━━━━━ Exercise input ━━━━━

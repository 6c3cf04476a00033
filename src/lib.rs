//! Table orchestrator - multi-table mini-game automation core
//!
//! This crate drives up to six independently running game tables rendered on
//! one shared browser surface. Each table cycles through timed rounds; the
//! orchestrator observes round outcomes, keeps a short rolling history,
//! matches it against user-supplied rules, and acts on eligible decisions
//! with a two-step click sequence.
//!
//! # Architecture
//!
//! A coordinator owns one orchestrator per table and drives a shared tick
//! loop. Each tick the scheduler picks a capture cadence from every table's
//! timer phase, the selected tables run their capture → extract → decide →
//! act units concurrently, and completed rounds plus status events flow out
//! over channels. Failures are absorbed per table through a retry → fallback
//! → stuck ladder; only a reload of the shared surface touches all tables at
//! once. The browser driver and the image recognizer sit behind traits, with
//! deterministic replay implementations for tests and dry runs.

pub mod click;
pub mod config;
pub mod coordinator;
pub mod events;
pub mod extract;
pub mod geometry;
pub mod monitor;
pub mod orchestrator;
pub mod recovery;
pub mod rules;
pub mod scheduler;
pub mod surface;
pub mod table;
pub mod types;

// Re-export commonly used types
pub use click::{ClickGate, ClickTiming};
pub use config::Config;
pub use coordinator::{CoordinatorSettings, MultiTableCoordinator, TickReport};
pub use events::{ErrorEvent, EventSender, MonitorEvent, RoundEvent, StatusEvent};
pub use extract::{ReplayExtractor, StateExtractor};
pub use geometry::{to_absolute, ButtonLayout, Point, Region, CALIBRATION_OFFSET_X};
pub use monitor::ResourceMonitor;
pub use orchestrator::{TableLayout, TableOrchestrator, TickOutcome};
pub use recovery::{ErrorCounters, FailureCategory, RecoveryAction, RecoveryPolicy};
pub use rules::{Rule, RuleSet};
pub use scheduler::{CapturePlan, IntervalSettings, Scheduler, SchedulingStrategy, TableHint};
pub use surface::{demo_round_script, ReplaySurface, Surface};
pub use table::TableState;
pub use types::{
    AutomationError, DecisionResult, RoundRecord, Side, Snapshot, TableId, TableStatistics,
    TableStatus, MAX_TABLES,
};
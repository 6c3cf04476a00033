//! Core types used throughout the orchestrator.
//!
//! This module defines the fundamental data structures for table identity,
//! round outcomes, completed-round records, and the crate-wide error taxonomy.

use chrono::{DateTime, Utc};
use serde::{Deserialize, Serialize};

/// Unique identifier for a table (1..=6)
pub type TableId = u8;

/// Hard limit on concurrently registered tables
pub const MAX_TABLES: usize = 6;

/// Timer value at or below which the round no longer accepts interaction
pub const INTERACTIVE_THRESHOLD: u8 = 6;

/// Rounds a table observes before it is allowed to act
pub const LEARNING_ROUNDS: u32 = 3;

/// One of the two sides a round can be won by (and a decision can name)
#[derive(Debug, Clone, Copy, PartialEq, Eq, Hash, Serialize, Deserialize)]
#[serde(rename_all = "lowercase")]
pub enum Side {
    Blue,
    Red,
}

impl Side {
    /// History/rule symbol: `P` for Blue (player), `B` for Red (banker)
    pub fn symbol(&self) -> char {
        match self {
            Side::Blue => 'P',
            Side::Red => 'B',
        }
    }

    pub fn from_symbol(c: char) -> Option<Side> {
        match c.to_ascii_uppercase() {
            'P' => Some(Side::Blue),
            'B' => Some(Side::Red),
            _ => None,
        }
    }

    pub fn as_str(&self) -> &'static str {
        match self {
            Side::Blue => "blue",
            Side::Red => "red",
        }
    }
}

/// Lifecycle status of a table
#[derive(Debug, Clone, Copy, PartialEq, Eq, Serialize, Deserialize)]
#[serde(rename_all = "lowercase")]
pub enum TableStatus {
    /// Observing its first rounds, never acting
    Learning,
    /// Observing and acting on rule matches
    Active,
    /// Temporarily excluded from capture by an explicit pause
    Paused,
    /// Escalated out of rotation after exhausted retries; needs manual resume
    Stuck,
    /// Ended for the session
    Stopped,
}

impl TableStatus {
    pub fn as_str(&self) -> &'static str {
        match self {
            TableStatus::Learning => "learning",
            TableStatus::Active => "active",
            TableStatus::Paused => "paused",
            TableStatus::Stuck => "stuck",
            TableStatus::Stopped => "stopped",
        }
    }

    /// Whether the scheduler may select this table for capture
    pub fn is_schedulable(&self) -> bool {
        matches!(self, TableStatus::Learning | TableStatus::Active)
    }
}

/// How a decision fared once its round completed
#[derive(Debug, Clone, Copy, PartialEq, Eq, Serialize, Deserialize)]
#[serde(rename_all = "lowercase")]
pub enum DecisionResult {
    Correct,
    Incorrect,
    None,
}

/// Immutable record of one completed round, created exactly once per round
#[derive(Debug, Clone, Serialize, Deserialize)]
pub struct RoundRecord {
    pub round_number: u32,
    pub timestamp: DateTime<Utc>,
    /// Timer value at round start (one of the two known starting durations)
    pub timer_start: u8,
    pub blue_score: u32,
    pub red_score: u32,
    pub winner: Side,
    pub decision_made: Option<Side>,
    /// Rule string in force when the decision was made
    pub pattern_matched: Option<String>,
    pub result: DecisionResult,
}

/// Freshly extracted timer/score values for one table.
///
/// Fields are optional because recognition can fail per field; a complete
/// snapshot has all three present.
#[derive(Debug, Clone, Copy, Default, PartialEq, Eq)]
pub struct Snapshot {
    pub timer: Option<u8>,
    pub blue_score: Option<u32>,
    pub red_score: Option<u32>,
}

impl Snapshot {
    pub fn new(timer: u8, blue_score: u32, red_score: u32) -> Self {
        Self {
            timer: Some(timer),
            blue_score: Some(blue_score),
            red_score: Some(red_score),
        }
    }

    /// Name of the first missing field, if any
    pub fn missing_field(&self) -> Option<&'static str> {
        if self.timer.is_none() {
            Some("timer")
        } else if self.blue_score.is_none() {
            Some("blue score")
        } else if self.red_score.is_none() {
            Some("red score")
        } else {
            None
        }
    }
}

/// Per-table running statistics surfaced to observers
#[derive(Debug, Clone, Serialize, Deserialize)]
pub struct TableStatistics {
    pub table_id: TableId,
    pub status: TableStatus,
    pub rounds_observed: u32,
    pub total_decisions: u32,
    pub correct_decisions: u32,
    pub accuracy_percent: f64,
    pub learning_phase: bool,
    pub current_timer: Option<u8>,
    pub blue_score: u32,
    pub red_score: u32,
    pub last_rounds: Option<String>,
}

/// Errors that can occur during orchestration
#[derive(Debug, thiserror::Error)]
pub enum AutomationError {
    #[error("capture failed for table {table_id}: {reason}")]
    CaptureFailure { table_id: TableId, reason: String },

    #[error("extraction missing {field} for table {table_id}")]
    ExtractionFailure {
        table_id: TableId,
        field: &'static str,
    },

    #[error("shared surface reference frame unavailable")]
    ReferenceFrameUnavailable,

    #[error("shared surface reload detected")]
    ReloadDetected,

    #[error("table limit of {0} reached")]
    CapacityExceeded(usize),

    #[error("table {0} already registered")]
    AlreadyRegistered(TableId),

    #[error("invalid rule format: {0}")]
    InvalidRuleFormat(String),

    #[error("table {0} not registered")]
    UnknownTable(TableId),

    #[error("click failed at ({x}, {y}): {reason}")]
    ClickFailure { x: i32, y: i32, reason: String },

    #[error("IO error: {0}")]
    Io(#[from] std::io::Error),
}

━━━━━

*Directions for this task*
Nothing in the data may be omitted; transcribe it exactly.

*Result for this exercise*
repository 6c3cf04476a00033
filename src/lib.rs
//! Table orchestrator - multi-table mini-game automation core
//!
//! This crate drives up to six independently running game tables rendered on
//! one shared browser surface. Each table cycles through timed rounds; the
//! orchestrator observes round outcomes, keeps a short rolling history,
//! matches it against user-supplied rules, and acts on eligible decisions
//! with a two-step click sequence.
//!
//! # Architecture
//!
//! A coordinator owns one orchestrator per table and drives a shared tick
//! loop. Each tick the scheduler picks a capture cadence from every table's
//! timer phase, the selected tables run their capture → extract → decide →
//! act units concurrently, and completed rounds plus status events flow out
//! over channels. Failures are absorbed per table through a retry → fallback
//! → stuck ladder; only a reload of the shared surface touches all tables at
//! once. The browser driver and the image recognizer sit behind traits, with
//! deterministic replay implementations for tests and dry runs.

pub mod click;
pub mod config;
pub mod coordinator;
pub mod events;
pub mod extract;
pub mod geometry;
pub mod monitor;
pub mod orchestrator;
pub mod recovery;
pub mod rules;
pub mod scheduler;
pub mod surface;
pub mod table;
pub mod types;

// Re-export commonly used types
pub use click::{ClickGate, ClickTiming};
pub use config::Config;
pub use coordinator::{CoordinatorSettings, MultiTableCoordinator, TickReport};
pub use events::{ErrorEvent, EventSender, MonitorEvent, RoundEvent, StatusEvent};
pub use extract::{ReplayExtractor, StateExtractor};
pub use geometry::{to_absolute, ButtonLayout, Point, Region, CALIBRATION_OFFSET_X};
pub use monitor::ResourceMonitor;
pub use orchestrator::{TableLayout, TableOrchestrator, TickOutcome};
pub use recovery::{ErrorCounters, FailureCategory, RecoveryAction, RecoveryPolicy};
pub use rules::{Rule, RuleSet};
pub use scheduler::{CapturePlan, IntervalSettings, Scheduler, SchedulingStrategy, TableHint};
pub use surface::{demo_round_script, ReplaySurface, Surface};
pub use table::TableState;
pub use types::{
    AutomationError, DecisionResult, RoundRecord, Side, Snapshot, TableId, TableStatistics,
    TableStatus, MAX_TABLES,
};
repository 6c3cf04476a00033
//! Core types used throughout the orchestrator.
//!
//! This module defines the fundamental data structures for table identity,
//! round outcomes, completed-round records, and the crate-wide error taxonomy.

use chrono::{DateTime, Utc};
use serde::{Deserialize, Serialize};

/// Unique identifier for a table (1..=6)
pub type TableId = u8;

/// Hard limit on concurrently registered tables
pub const MAX_TABLES: usize = 6;

/// Timer value at or below which the round no longer accepts interaction
pub const INTERACTIVE_THRESHOLD: u8 = 6;

/// Rounds a table observes before it is allowed to act
pub const LEARNING_ROUNDS: u32 = 3;

/// One of the two sides a round can be won by (and a decision can name)
#[derive(Debug, Clone, Copy, PartialEq, Eq, Hash, Serialize, Deserialize)]
#[serde(rename_all = "lowercase")]
pub enum Side {
    Blue,
    Red,
}

impl Side {
    /// History/rule symbol: `P` for Blue (player), `B` for Red (banker)
    pub fn symbol(&self) -> char {
        match self {
            Side::Blue => 'P',
            Side::Red => 'B',
        }
    }

    pub fn from_symbol(c: char) -> Option<Side> {
        match c.to_ascii_uppercase() {
            'P' => Some(Side::Blue),
            'B' => Some(Side::Red),
            _ => None,
        }
    }

    pub fn as_str(&self) -> &'static str {
        match self {
            Side::Blue => "blue",
            Side::Red => "red",
        }
    }
}

/// Lifecycle status of a table
#[derive(Debug, Clone, Copy, PartialEq, Eq, Serialize, Deserialize)]
#[serde(rename_all = "lowercase")]
pub enum TableStatus {
    /// Observing its first rounds, never acting
    Learning,
    /// Observing and acting on rule matches
    Active,
    /// Temporarily excluded from capture by an explicit pause
    Paused,
    /// Escalated out of rotation after exhausted retries; needs manual resume
    Stuck,
    /// Ended for the session
    Stopped,
}

impl TableStatus {
    pub fn as_str(&self) -> &'static str {
        match self {
            TableStatus::Learning => "learning",
            TableStatus::Active => "active",
            TableStatus::Paused => "paused",
            TableStatus::Stuck => "stuck",
            TableStatus::Stopped => "stopped",
        }
    }

    /// Whether the scheduler may select this table for capture
    pub fn is_schedulable(&self) -> bool {
        matches!(self, TableStatus::Learning | TableStatus::Active)
    }
}

/// How a decision fared once its round completed
#[derive(Debug, Clone, Copy, PartialEq, Eq, Serialize, Deserialize)]
#[serde(rename_all = "lowercase")]
pub enum DecisionResult {
    Correct,
    Incorrect,
    None,
}

/// Immutable record of one completed round, created exactly once per round
#[derive(Debug, Clone, Serialize, Deserialize)]
pub struct RoundRecord {
    pub round_number: u32,
    pub timestamp: DateTime<Utc>,
    /// Timer value at round start (one of the two known starting durations)
    pub timer_start: u8,
    pub blue_score: u32,
    pub red_score: u32,
    pub winner: Side,
    pub decision_made: Option<Side>,
    /// Rule string in force when the decision was made
    pub pattern_matched: Option<String>,
    pub result: DecisionResult,
}

/// Freshly extracted timer/score values for one table.
///
/// Fields are optional because recognition can fail per field; a complete
/// snapshot has all three present.
#[derive(Debug, Clone, Copy, Default, PartialEq, Eq)]
pub struct Snapshot {
    pub timer: Option<u8>,
    pub blue_score: Option<u32>,
    pub red_score: Option<u32>,
}

impl Snapshot {
    pub fn new(timer: u8, blue_score: u32, red_score: u32) -> Self {
        Self {
            timer: Some(timer),
            blue_score: Some(blue_score),
            red_score: Some(red_score),
        }
    }

    /// Name of the first missing field, if any
    pub fn missing_field(&self) -> Option<&'static str> {
        if self.timer.is_none() {
            Some("timer")
        } else if self.blue_score.is_none() {
            Some("blue score")
        } else if self.red_score.is_none() {
            Some("red score")
        } else {
            None
        }
    }
}

/// Per-table running statistics surfaced to observers
#[derive(Debug, Clone, Serialize, Deserialize)]
pub struct TableStatistics {
    pub table_id: TableId,
    pub status: TableStatus,
    pub rounds_observed: u32,
    pub total_decisions: u32,
    pub correct_decisions: u32,
    pub accuracy_percent: f64,
    pub learning_phase: bool,
    pub current_timer: Option<u8>,
    pub blue_score: u32,
    pub red_score: u32,
    pub last_rounds: Option<String>,
}

/// Errors that can occur during orchestration
#[derive(Debug, thiserror::Error)]
pub enum AutomationError {
    #[error("capture failed for table {table_id}: {reason}")]
    CaptureFailure { table_id: TableId, reason: String },

    #[error("extraction missing {field} for table {table_id}")]
    ExtractionFailure {
        table_id: TableId,
        field: &'static str,
    },

    #[error("shared surface reference frame unavailable")]
    ReferenceFrameUnavailable,

    #[error("shared surface reload detected")]
    ReloadDetected,

    #[error("table limit of {0} reached")]
    CapacityExceeded(usize),

    #[error("table {0} already registered")]
    AlreadyRegistered(TableId),

    #[error("invalid rule format: {0}")]
    InvalidRuleFormat(String),

    #[error("table {0} not registered")]
    UnknownTable(TableId),

    #[error("click failed at ({x}, {y}): {reason}")]
    ClickFailure { x: i32, y: i32, reason: String },

    #[error("IO error: {0}")]
    Io(#[from] std::io::Error),
}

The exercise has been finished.